Encontro de Mulheres de Arquibancada: resistência e empoderamento

"O encontro aconteceu sob a compreensão de que o machismo é culturalmente construído, incorporado e reproduzido até de forma inconsciente e involuntária, inclusive pelo sexo feminino".

Penélope Toledo*


Mulheres de arquibancada - Foto: Penélope Toledo

“Número cinco, o tapa na cara, a rima rica,
a vida nova, a idade média, a força velha.
Até tu, minha cara matéria,
lembra quando a gente era apenas uma ideia?
(Paulo Leminski)

Começou com a ideia de reunir num bar torcedoras dos clubes do Rio de Janeiro. Terminou com a reunião num bar de torcedoras de clubes do Brasil inteiro. E entre a reunião no bar imaginada e a reunião no bar vivida, aconteceu o extraordinário.

O 1º Encontro Nacional de Mulheres de Arquibancada, realizado no Museu do Futebol (SP) em 10 de junho, foi extraordinário, porque reuniu aproximadamente 300 torcedoras de todas as regiões do país.

Porque a rivalidade foi jogada para escanteio. Porque deu voz a quem raramente é escutada. Porque cada depoimento se traduziu em uma verdadeira aula. Porque pudemos contar aos homens como nos sentimos e o que pensamos. Porque foi o pontapé inicial de um jogo que só vai acabar quando derrotarmos o machismo na bancada.

Constatar que torcedoras geograficamente distantes, que nunca se viram, que torcem para clubes em muitas vezes rivais, sofrem os mesmíssimos problemas nos dá um pouco da dimensão patriarcado e seu alcance. Não importa em qual estádio e vestindo qual camisa, há mulheres sendo hostilizadas, ofendidas, assediadas, menosprezadas, invariavelmente desafiadas a explicar a regra do impedimento.

Por outro lado, é um alento perceber que há resistência no país inteirinho.

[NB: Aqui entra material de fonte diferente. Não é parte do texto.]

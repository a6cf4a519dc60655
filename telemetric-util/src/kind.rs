use std::{fmt, ops::BitOr};

/// Metric kind.
///
/// Defines the kind, or type, of an instrument:
/// - counters
/// - gauges
/// - meters
/// - histograms
/// - timers
/// - apdex scores
#[derive(Clone, Copy, Debug, Eq, Hash, PartialEq, PartialOrd, Ord)]
pub enum MetricKind {
    /// Counter type.
    Counter,
    /// Gauge type.
    Gauge,
    /// Meter type.
    Meter,
    /// Histogram type.
    Histogram,
    /// Timer type.
    Timer,
    /// Apdex type.
    Apdex,
}

impl MetricKind {
    /// All metric kinds, in reporting order.
    pub const ALL: [MetricKind; 6] = [
        MetricKind::Counter,
        MetricKind::Gauge,
        MetricKind::Meter,
        MetricKind::Histogram,
        MetricKind::Timer,
        MetricKind::Apdex,
    ];

    /// Lowercase name of this kind.
    pub fn as_str(&self) -> &'static str {
        match self {
            MetricKind::Counter => "counter",
            MetricKind::Gauge => "gauge",
            MetricKind::Meter => "meter",
            MetricKind::Histogram => "histogram",
            MetricKind::Timer => "timer",
            MetricKind::Apdex => "apdex",
        }
    }
}

impl fmt::Display for MetricKind {
    fn fmt(&self, f: &mut fmt::Formatter<'_>) -> fmt::Result {
        f.write_str(self.as_str())
    }
}

/// Metric kind mask.
///
/// Useful for matching against a kind, or kinds, of metrics.
///
/// Multiple kinds are combined with bitwise OR, and inclusion of a specific kind is checked with
/// [`matches`](MetricKindMask::matches):
///
/// ```rust
/// # use telemetric_util::{MetricKind, MetricKindMask};
/// let mask = MetricKindMask::COUNTER | MetricKindMask::TIMER;
///
/// assert!(mask.matches(MetricKind::Counter));
/// assert!(mask.matches(MetricKind::Timer));
/// assert!(!mask.matches(MetricKind::Meter));
///
/// assert!(!MetricKindMask::NONE.matches(MetricKind::Counter));
/// assert!(MetricKindMask::ALL.matches(MetricKind::Apdex));
/// ```
#[derive(Debug, Eq, PartialEq, Hash, Clone, Copy, Ord, PartialOrd)]
pub struct MetricKindMask(u8);

impl MetricKindMask {
    /// No metric kinds.
    pub const NONE: MetricKindMask = MetricKindMask(0);

    /// The counter kind.
    pub const COUNTER: MetricKindMask = MetricKindMask(1);

    /// The gauge kind.
    pub const GAUGE: MetricKindMask = MetricKindMask(1 << 1);

    /// The meter kind.
    pub const METER: MetricKindMask = MetricKindMask(1 << 2);

    /// The histogram kind.
    pub const HISTOGRAM: MetricKindMask = MetricKindMask(1 << 3);

    /// The timer kind.
    pub const TIMER: MetricKindMask = MetricKindMask(1 << 4);

    /// The apdex kind.
    pub const APDEX: MetricKindMask = MetricKindMask(1 << 5);

    /// All metric kinds.
    pub const ALL: MetricKindMask = MetricKindMask(0b11_1111);

    /// Whether or not this mask contains the specified kind.
    pub fn matches(&self, kind: MetricKind) -> bool {
        self.0 & MetricKindMask::from(kind).0 != 0
    }
}

impl From<MetricKind> for MetricKindMask {
    fn from(kind: MetricKind) -> Self {
        match kind {
            MetricKind::Counter => MetricKindMask::COUNTER,
            MetricKind::Gauge => MetricKindMask::GAUGE,
            MetricKind::Meter => MetricKindMask::METER,
            MetricKind::Histogram => MetricKindMask::HISTOGRAM,
            MetricKind::Timer => MetricKindMask::TIMER,
            MetricKind::Apdex => MetricKindMask::APDEX,
        }
    }
}

impl BitOr for MetricKindMask {
    type Output = Self;

    fn bitor(self, rhs: Self) -> Self::Output {
        Self(self.0 | rhs.0)
    }
}

impl Default for MetricKindMask {
    fn default() -> Self {
        MetricKindMask::ALL
    }
}

#[cfg(test)]
mod tests {
    use super::MetricKindMask;
    use crate::MetricKind;

    #[test]
    fn test_matching() {
        for kind in MetricKind::ALL {
            let mask = MetricKindMask::from(kind);
            for other in MetricKind::ALL {
                assert_eq!(mask.matches(other), kind == other, "{} vs {}", kind, other);
            }

            assert!(MetricKindMask::ALL.matches(kind));
            assert!(!MetricKindMask::NONE.matches(kind));
        }
    }

    #[test]
    fn test_combined_masks() {
        let mask = MetricKindMask::HISTOGRAM | MetricKindMask::APDEX;
        assert!(mask.matches(MetricKind::Histogram));
        assert!(mask.matches(MetricKind::Apdex));
        assert!(!mask.matches(MetricKind::Timer));
        assert_eq!(MetricKindMask::default(), MetricKindMask::ALL);
    }
}
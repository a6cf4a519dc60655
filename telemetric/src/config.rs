use std::sync::Arc;

use telemetric_util::{Clock, ReservoirConfig};

use crate::{MetricsBuilder, Tags};

/// Holds the configuration shared by every instrument of a registry.
#[derive(Clone, Debug)]
pub(crate) struct Configuration {
    pub enabled: bool,
    pub default_context: String,
    pub global_tags: Tags,
    pub default_reservoir: ReservoirConfig,
    pub snapshot_retries: usize,
    pub clock: Arc<dyn Clock>,
}

impl Configuration {
    pub fn from_builder(builder: &MetricsBuilder) -> Self {
        Self {
            enabled: builder.enabled,
            default_context: builder.default_context.clone(),
            global_tags: builder.global_tags.clone(),
            default_reservoir: builder.default_reservoir.clone(),
            snapshot_retries: builder.snapshot_retries,
            clock: builder.clock.clone(),
        }
    }

    #[cfg(test)]
    pub(crate) fn mock(clock: Arc<dyn Clock>) -> Self {
        Self {
            enabled: true,
            default_context: crate::DEFAULT_CONTEXT.to_owned(),
            global_tags: Tags::new(),
            default_reservoir: ReservoirConfig::default(),
            snapshot_retries: 3,
            clock,
        }
    }
}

Que para cada “não pode”, há muitos gritos de “sim, nós podemos”. São mulheres de Norte a Sul se empoderando e abrindo caminho para que as próximas torcedoras encontrem mais facilidades e não precisem, como nós, ficar repetindo o tempo todo que mulher na bancada não é intrusa, não precisa pedir permissão e não deve desculpas a ninguém.

Não se trata de rivalizar homens e mulheres. O encontro aconteceu sob a compreensão de que o machismo é culturalmente construído, incorporado e reproduzido até de forma inconsciente e involuntária, inclusive pelo sexo feminino. Não foi uma guerra de gêneros e sim a busca pela equidade do direito de torcer.

E foi lindo! Teve menina superando a timidez e subindo ao palco para soltar a voz, teve varal de camisas com rivais lado a lado, teve até pedido de casamento! Para coroar, teve o reconhecimento masculino de que os homens têm muito o que aprender com as mulheres – e o contrário também, afinal, a vida seria bem chata se a gente só pudesse ensinar.

Deu um trabalho danado organizar o encontro! Muitas meninas se envolveram, assumiram responsabilidades, enfrentaram os mais inimagináveis desafios para realiza-lo. A verdade é que a ficha vai caindo aos poucos, vez ou outra uma torcedora tem um estalo e diz assustada: nossa, o que nós fizemos! Há alguns meses, era só uma ideia jogada num grupo de rede social…

Nós, mulheres, temos uma capacidade enorme de transformar ideias em realidades. Sobretudo quando nos unimos, quando entendemos que o problema de uma é o problema de todas. É, se cuidem, machistas, porque as arquibancadas vão ser todas feministas!